EXERCISE DESCRIPTION - Only lines with the string "Song" matter here; gather them from the material below.

# # # # # # #

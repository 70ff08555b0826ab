use std::path::{Path, PathBuf};

use tokio::sync::mpsc;
use tokio_util::sync::CancellationToken;

use medialoader_core::core::events::{EventEmitter, TaskProgress};
use medialoader_core::models::download::{DownloadOptions, DownloadResult, DownloadTask};
use medialoader_core::models::media::{Classification, Item};
use medialoader_core::models::settings::DownloadSettings;

use crate::core::engine::TaskHandle;
use crate::core::events::ConsoleEventEmitter;
use crate::core::filename::sanitize_path_component;
use crate::core::url_parser::{self, LinkClass};
use crate::{AppState, DownloadArgs};

pub fn build_options(args: &DownloadArgs, settings: &DownloadSettings) -> DownloadOptions {
    DownloadOptions {
        subtitles: args.subs || settings.download_subtitles,
        thumbnail: args.thumbnail || settings.download_thumbnail,
        description: args.description || settings.download_description,
        resume: true,
        embed_metadata: settings.embed_metadata,
        rate_limit: args.limit_rate.clone().or_else(|| settings.rate_limit.clone()),
        whole_collection: args.collection,
        cookies_file: args.cookies.clone(),
        skip_existing: settings.skip_existing && !args.force,
        extra_flags: settings.extra_ytdlp_flags.clone(),
    }
}

/// Task for one item. Catalog items always go the audio route.
pub fn build_task(item: Item, args: &DownloadArgs, settings: &DownloadSettings, music: bool) -> DownloadTask {
    let mut task = DownloadTask::new(item)
        .quality(args.quality.clone().unwrap_or_else(|| settings.video_quality.clone()))
        .with_options(build_options(args, settings));

    if args.audio || music {
        task = task.audio(args.format.clone().unwrap_or_else(|| settings.audio_format.clone()));
    } else {
        task = task.format(args.format.clone());
    }

    if music {
        task = task.classified_as(Classification::Plain);
    } else if args.movie {
        task = task.classified_as(Classification::Movie);
    } else if args.series {
        task = task.classified_as(Classification::SeriesEpisode);
    }
    task
}

/// Music files land flat in the base directory, or in a folder named after
/// their album/playlist.
pub fn music_dir(base: &Path, item: &Item) -> PathBuf {
    match item.collection_name.as_deref().filter(|c| !c.trim().is_empty()) {
        Some(collection) => base.join(sanitize_path_component(collection)),
        None => base.to_path_buf(),
    }
}

fn spawn_interrupt_listener(shutdown: CancellationToken) -> tokio::task::JoinHandle<()> {
    tokio::spawn(async move {
        if tokio::signal::ctrl_c().await.is_ok() {
            tracing::warn!("Interrupted, cancelling current download");
            shutdown.cancel();
        }
    })
}

struct Run<'a> {
    state: &'a AppState,
    args: &'a DownloadArgs,
    base: PathBuf,
    music: bool,
    shutdown: CancellationToken,
    emitter: ConsoleEventEmitter,
}

impl Run<'_> {
    async fn item(&self, item: Item) -> DownloadResult {
        let task = build_task(item, self.args, &self.state.settings.download, self.music);
        let handle = TaskHandle::with_parent(&self.shutdown);
        let title = task.item.display_name();

        let (tx, mut rx) = mpsc::channel::<f64>(64);
        let printer = {
            let emitter = self.emitter.clone();
            let title = title.clone();
            let task_id = handle.id();
            let mut states = handle.subscribe();
            tokio::spawn(async move {
                while let Some(percent) = rx.recv().await {
                    emitter.emit_progress(&TaskProgress {
                        task_id,
                        title: title.clone(),
                        percent,
                        state: *states.borrow_and_update(),
                    });
                }
            })
        };

        let result = if self.music {
            let dir = music_dir(&self.base, &task.item);
            self.state.fallback.download_item(&task, &dir, &handle, Some(tx)).await
        } else {
            self.state.engine.run(&task, &self.base, &handle, Some(tx)).await
        };
        let _ = printer.await;

        self.emitter.emit_progress(&TaskProgress {
            task_id: handle.id(),
            title,
            percent: if result.success { 100.0 } else { 0.0 },
            state: result.outcome,
        });
        self.state.results.lock().await.append(&task, result.clone());
        result
    }

    async fn not_found(&self, url: &str) -> DownloadResult {
        let result = DownloadResult::failed(format!("Item not found: {}", url), "metadata");
        let task = DownloadTask::new(Item::new(url, url, url));
        self.state.results.lock().await.append(&task, result.clone());
        result
    }
}

fn report(n: usize, total: usize, ok: usize, result: &DownloadResult) {
    match (&result.file_path, result.success) {
        (Some(path), true) => println!("[{}/{}] ok ({} done): {}", n, total, ok, path.display()),
        _ => println!("[{}/{}] {}: {}", n, total, result.outcome, result.error_message),
    }
}

pub async fn download(state: &AppState, args: DownloadArgs) -> anyhow::Result<()> {
    let link = url_parser::resolve(&args.url)
        .ok_or_else(|| anyhow::anyhow!("URL not recognized: {}", args.url))?;

    let shutdown = CancellationToken::new();
    let listener = spawn_interrupt_listener(shutdown.clone());

    let run = Run {
        state,
        args: &args,
        base: args
            .output
            .clone()
            .unwrap_or_else(|| state.settings.download.default_output_dir.clone()),
        music: link.service.is_catalog(),
        shutdown: shutdown.clone(),
        emitter: ConsoleEventEmitter::new(),
    };

    if link.kind.class() == LinkClass::Single {
        let result = match state.fetcher.fetch(&args.url).await {
            Some(item) => run.item(item).await,
            None => run.not_found(&args.url).await,
        };
        report(1, 1, usize::from(result.success), &result);
    } else {
        let collection = state.expander.expand(&link, args.max_items).await?;
        let total = collection.len();
        println!("{}: {} items", if collection.name.is_empty() { &link.id } else { &collection.name }, total);

        let mut ok = 0;
        for (n, item) in collection.into_items().into_iter().enumerate() {
            if shutdown.is_cancelled() {
                break;
            }
            let item = state.fetcher.complete(item).await;
            let result = run.item(item).await;
            ok += usize::from(result.success);
            report(n + 1, total, ok, &result);
        }
    }

    listener.abort();

    let log = state.results.lock().await;
    println!("{}/{} downloaded", log.success_count(), log.total());
    if log.total() > 0 && log.success_count() == 0 {
        let last = log
            .entries()
            .last()
            .map(|e| e.result.error_message.clone())
            .unwrap_or_default();
        return Err(anyhow::anyhow!("Nothing downloaded: {}", last));
    }
    Ok(())
}

#[cfg(test)]
mod tests {
    use super::*;
    use clap::Parser;

    #[derive(Parser)]
    struct Wrapper {
        #[command(flatten)]
        args: DownloadArgs,
    }

    fn args(extra: &[&str]) -> DownloadArgs {
        let mut argv = vec!["test", "https://example.org/v"];
        argv.extend_from_slice(extra);
        Wrapper::parse_from(argv).args
    }

    #[test]
    fn catalog_items_become_plain_audio() {
        let settings = DownloadSettings::default();
        let item = Item::new("1", "Song", "https://open.spotify.com/track/1");
        let task = build_task(item, &args(&["--movie"]), &settings, true);
        assert!(task.audio_only);
        assert_eq!(task.format.as_deref(), Some("mp3"));
        assert_eq!(task.classification, Some(Classification::Plain));
    }

    #[test]
    fn video_flags_map_to_options() {
        let mut settings = DownloadSettings::default();
        settings.rate_limit = Some("5M".into());
        let a = args(&["--series", "--subs", "--limit-rate", "1M", "-q", "720p", "--force"]);
        let task = build_task(Item::new("1", "Ep", "https://zdf.de/x.html"), &a, &settings, false);
        assert!(!task.audio_only);
        assert_eq!(task.quality, "720p");
        assert_eq!(task.classification, Some(Classification::SeriesEpisode));
        assert!(task.options.subtitles);
        assert_eq!(task.options.rate_limit.as_deref(), Some("1M"));
        assert!(!task.options.skip_existing);
    }

    #[test]
    fn music_dir_uses_collection_name() {
        let base = Path::new("/music");
        let single = Item::new("1", "Song", "u");
        assert_eq!(music_dir(base, &single), PathBuf::from("/music"));
        let track = single.in_collection("Best Of: Vol. 2", Some(1), Some(3));
        assert_eq!(music_dir(base, &track), PathBuf::from("/music/Best Of Vol. 2"));
    }
}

# # # # # # #

OUTPUT FOR THIS EXERCISE -
        let item = Item::new("1", "Song", "https://open.spotify.com/track/1");
        let single = Item::new("1", "Song", "u");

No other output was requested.